Ruby Sparks (Id, Usa, 2012) di Jonathan Dayton, Valerie Faris con Paul Dano, Zoe Kazan, Antonio Banderas, Steve Coogan, Chris Messina, Annette Bening, Elliot Gould
Sceneggiatura di Zoe Kazan
Commedia, 1h 44′, Fox Searchlight, in uscita il 6 dicembre 2012
Voto: 8 su 10
Per chi non lo sapesse, Jonathan Dayton e Valerie Faris, coppia, artistica e di vita, sono i registi che sei anni fa portarono a segno uno dei film americani indipendenti più adorabili e disfunzionali di sempre, quel Little Miss Sunshine assolutamente grottesco e vitale che, oltre a lanciare definitivamente un gruppo di attori di nicchia, sancì un liberatorio senso di rivalsa cinematografica su operazioni ben più accomodanti e onerose.
Oggi quella coppia è tornata, più fresca che mai, con Ruby Sparks, gioiellino “indi” scritto dalla protagonista Zoe Kazan, nipote del glorioso Elia (regista, tra gli altri, di Un tram che si chiama desiderio e Splendore nell’erba) e compagna di Paul Dano, che con lei divide la scena sullo schermo.
Dopo il successo precoce ottenuto col suo primo romanzo, il giovane e ipersensibile Calvin Weir-Fields (Paul Dano) si trova a dover fare i conti col più classico dei blocchi dello scrittore. Tra una seduta dall’analista (Elliot Gould) e i consigli sentimentali del fratello sposato (Chris Messina), Calvin sente il bisogno di abbandonarsi alle più rosee fantasie per creare la protagonista del suo nuovo libro; lo fa, plasmandola secondo gusti ed esigenze personali. Un giorno, però, la ragazza gli si materializza in casa, viva, vegeta e innamoratissima: lei è Ruby Sparks, la donna che Calvin ha sempre sognato e che, oltretutto, può modificare a suo piacimento.

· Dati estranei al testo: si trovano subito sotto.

fn validate_new_command(new: &NewCommand) -> Result<()> {
    let cmd_id = new.cmd_id.trim();
    if cmd_id.is_empty() {
        return Err(DeliveryError::Validation("cmd_id must not be empty".into()));
    }
    if cmd_id.len() != new.cmd_id.len() || new.cmd_id.len() > MAX_CMD_ID_LEN {
        return Err(DeliveryError::Validation(format!(
            "cmd_id must be at most {} characters without surrounding whitespace",
            MAX_CMD_ID_LEN
        )));
    }
    if new.cmd.trim().is_empty() {
        return Err(DeliveryError::Validation("cmd must not be empty".into()));
    }
    if new.source.trim().is_empty() {
        return Err(DeliveryError::Validation("source must not be empty".into()));
    }
    if !new.params.is_object() {
        return Err(DeliveryError::Validation("params must be a JSON object".into()));
    }
    Ok(())
}

/// Error code stored for a failure status; success statuses carry none
fn failure_code(status: CommandStatus, reported: Option<&str>) -> Option<String> {
    if !status.is_terminal() || status.is_success() {
        return None;
    }
    Some(
        reported
            .filter(|code| !code.trim().is_empty())
            .unwrap_or(status.as_str())
            .to_string(),
    )
}

/// Timestamps and result columns for moving `command` into `target`
fn status_write(command: &Command, target: CommandStatus, change: &Change, now: i64) -> StatusWrite {
    let mut write = StatusWrite {
        error_code: change.error_code.clone(),
        error_message: change.error_message.clone(),
        ..StatusWrite::default()
    };

    match target {
        CommandStatus::Queued => {}
        CommandStatus::Sent => {
            if command.sent_at.is_none() {
                write.sent_at = Some(now);
            }
        }
        CommandStatus::Ack => write.ack_at = Some(now),
        terminal => {
            write.finished_at = Some(now);
            write.result_code = Some(state_machine::result_code(terminal));
            write.duration_ms = Some(command.elapsed_ms(now));
            if !terminal.is_success() {
                write.failed_at = Some(now);
            }
        }
    }

    write
}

A metà strada tra l’allegoria sentimentale di Eternal sunshine of the spotless mind e le fasi alterne della vita di coppia di (500) days of Summer, il film di Dayton e Faris è un compendio aggiornato ai tempi del rapporto, non solo letterario, tra creatore e creatura, quel complesso giro di suggestioni egoistiche che, dal mito del Golem fino al Frankenstein di Mary Shelley, passando per il Pygmalion di George Bernard Shaw e, perché no, a Vertigo di Hitchcock, è da sempre motivo di rilancio per un tema mai esausto.
La deliziosa sceneggiatura della Kazan, però, propone un punto di vista non da sottovalutare: dietro l’apparente magia del racconto si cela l’incubo dell’essere umano di voler cambiare il partner secondo interessi labili e impropri; in questo modo, il sogno d’amore si trasforma nel fallimento delle percezioni, l’illusorio si ritrova tradito dalle strettoie della vita.
Il film è una straordinaria commedia amara sul senso del romanticismo disperso nei meandri dell’individualismo senza colpa e senza causa, narrato e recitato con una leggiadria e una brillantezza rigeneranti; non importa se, ogni tanto, lo stereotipo fa capolino (come la parentesi a casa dei genitori hippies di Calvin, interpretati dalla Bening e Banderas) perché questo è cinema che ci parla direttamente: è impossibile idealizzare fino in fondo i nostri desideri.
Giuseppe D’Errico
Bellissimo questo film!!!! belli gli spunti di riflessione che appaiono dalla recensione sui rapporti di coppia e i rimandi letterari. Il romanticismo molto spesso si disperde, purtroppo, nei meandri dell’individualismo!!!